Re: [sqlite] Importing data into SQLite - text files are not really portable

2009-09-09 Thread Jean-Denis Muys

On 9/8/09 22:24 , various people wrote:

> Unfortunately, the 3 main families of small computer operating systems
> have 3 different definitions of what a text file is...
> 
> DOS/Windows (PC): lines are terminated with CR+LF
> Unix: lines are terminated with LF
> Macintosh: lines are terminated with CR
[...] 
> FYI: Mac excel does not separate rows with \r, but inserts a ^M instead.
[...]
> From: "Kavita Raghunathan" 
> 
> Yes, this works.
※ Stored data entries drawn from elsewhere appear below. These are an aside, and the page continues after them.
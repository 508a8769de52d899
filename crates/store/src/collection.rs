//! Observable paginated collection: one atomically swapped snapshot per query.

use std::sync::Arc;
use std::time::Instant;

use arc_swap::ArcSwap;
use feeds_core::{CollectionEvent, Comparator, Entity, Pagination, PaginationResult};
use metrics::{counter, histogram};
use tokio::sync::watch;
use tracing::debug;

use crate::merge::{merge_sorted, remove_by_key, upsert_sorted};
use crate::{EventSink, PageSource, StoreError};

/// Immutable view handed to readers. Replaced whole on every update.
#[derive(Debug, Clone)]
pub struct CollectionSnapshot<T> {
    pub epoch: u64,
    pub items: Vec<T>,
    pub pagination: Pagination,
}

impl<T> Default for CollectionSnapshot<T> {
    fn default() -> Self { Self { epoch: 0, items: Vec::new(), pagination: Pagination::default() } }
}

/// Update interface for a flat collection, one method per event type.
pub trait CollectionHandler<T: Entity> {
    fn on_added(&self, item: T);
    fn on_updated(&self, item: T);
    fn on_removed(&self, key: &T::Key);
    fn on_page_loaded(&self, page: PaginationResult<T>);

    fn dispatch(&self, event: CollectionEvent<T>) {
        match event {
            CollectionEvent::Added { item } => self.on_added(item),
            CollectionEvent::Updated { item } => self.on_updated(item),
            CollectionEvent::Removed { key } => self.on_removed(&key),
            CollectionEvent::PageLoaded { page } => self.on_page_loaded(page),
        }
    }
}

/// Sorted, key-unique collection of `T` with a pagination cursor.
///
/// Readers load the current snapshot without locking. Writers derive the next
/// snapshot from the current one and swap it in; a writer that loses a race
/// recomputes from the winner's snapshot, so no update is lost.
pub struct PaginatedCollection<T: Entity> {
    snap: ArcSwap<CollectionSnapshot<T>>,
    cmp: Comparator<T>,
    epoch_tx: watch::Sender<u64>,
}

impl<T: Entity> PaginatedCollection<T> {
    pub fn new(cmp: Comparator<T>) -> Self {
        let (epoch_tx, _) = watch::channel(0u64);
        Self { snap: ArcSwap::from_pointee(CollectionSnapshot::default()), cmp, epoch_tx }
    }

    pub fn current(&self) -> Arc<CollectionSnapshot<T>> { self.snap.load_full() }

    pub fn items(&self) -> Vec<T> { self.snap.load().items.clone() }

    pub fn pagination(&self) -> Pagination { self.snap.load().pagination.clone() }

    pub fn can_load_more(&self) -> bool { self.snap.load().pagination.has_next() }

    /// Receives the epoch of every snapshot swapped in after subscribing.
    pub fn subscribe(&self) -> watch::Receiver<u64> { self.epoch_tx.subscribe() }

    fn update<F>(&self, op: &'static str, f: F)
    where
        F: Fn(&CollectionSnapshot<T>) -> (Vec<T>, Pagination),
    {
        let started = Instant::now();
        let prev = self.snap.rcu(|cur| {
            let (items, pagination) = f(cur.as_ref());
            CollectionSnapshot { epoch: cur.epoch.saturating_add(1), items, pagination }
        });
        let epoch = prev.epoch.saturating_add(1);
        self.epoch_tx.send_if_modified(|e| {
            if epoch > *e {
                *e = epoch;
                true
            } else {
                false
            }
        });
        histogram!("store_merge_ms", started.elapsed().as_secs_f64() * 1000.0);
        counter!("store_events_applied_total", 1u64);
        debug!(op, epoch, "collection snapshot swapped");
    }

    /// Merge a fetched page and take over its cursor.
    pub fn apply_page(&self, page: PaginationResult<T>) {
        self.update("page", |cur| {
            let items = merge_sorted(&cur.items, &page.items, T::key, |a, b| (self.cmp)(a, b));
            (items, page.pagination.clone())
        });
    }

    /// Drop everything and start over from `page` (pull-to-refresh).
    pub fn reset(&self, page: PaginationResult<T>) {
        self.update("reset", |_| {
            let items = merge_sorted(&[], &page.items, T::key, |a, b| (self.cmp)(a, b));
            (items, page.pagination.clone())
        });
    }

    pub fn upsert(&self, item: T) {
        self.update("upsert", |cur| {
            (upsert_sorted(&cur.items, item.clone(), T::key, |a, b| (self.cmp)(a, b)), cur.pagination.clone())
        });
    }

    pub fn remove(&self, key: &T::Key) {
        self.update("remove", |cur| (remove_by_key(&cur.items, key, T::key), cur.pagination.clone()));
    }

    /// Fetch the page after the current `next` cursor and merge it.
    ///
    /// Returns the number of records in the fetched page, or `0` without
    /// calling `source` when there is nothing more to load.
    pub async fn load_more<S>(&self, source: &S, limit: usize) -> Result<usize, StoreError>
    where
        S: PageSource<T> + ?Sized,
    {
        let Some(cursor) = self.snap.load().pagination.next.clone() else {
            return Ok(0);
        };
        let page = source.fetch_page(Some(cursor), limit).await.map_err(StoreError::Source)?;
        let n = page.items.len();
        self.apply_page(page);
        Ok(n)
    }

    /// Load the first page, replacing whatever is held.
    pub async fn refresh<S>(&self, source: &S, limit: usize) -> Result<usize, StoreError>
    where
        S: PageSource<T> + ?Sized,
    {
        let page = source.fetch_page(None, limit).await.map_err(StoreError::Source)?;
        let n = page.items.len();
        self.reset(page);
        Ok(n)
    }
}

impl<T: Entity> CollectionHandler<T> for PaginatedCollection<T> {
    fn on_added(&self, item: T) { self.upsert(item) }
    fn on_updated(&self, item: T) { self.upsert(item) }
    fn on_removed(&self, key: &T::Key) { self.remove(key) }
    fn on_page_loaded(&self, page: PaginationResult<T>) { self.apply_page(page) }
}

impl<T: Entity> EventSink<CollectionEvent<T>> for PaginatedCollection<T> {
    fn apply(&self, event: CollectionEvent<T>) { self.dispatch(event) }
}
Must have been my original csv file.
> I was using mac based excel and I'll now try using the windows based
> excel.

For the record, the Mac has not been using CR line terminations for many
years now (2001).

Microsoft, in its not very high wisdom, proposes in the latest Mac version
of Excel, 4 export formats that might correspond, with useless names:

1- the main format at the top of the menu is named "Comma Separated Values
(.csv)"
It's a comma -separated, CR-terminated format, with characters encoded in
MacRoman ( http://en.wikipedia.org/wiki/Mac_OS_Roman).
As both line-termination and character-encoding conventions have stopped
being used for many years, it's despicable from Micros__t to continue to
name it as they do, and to propose it as the main choice.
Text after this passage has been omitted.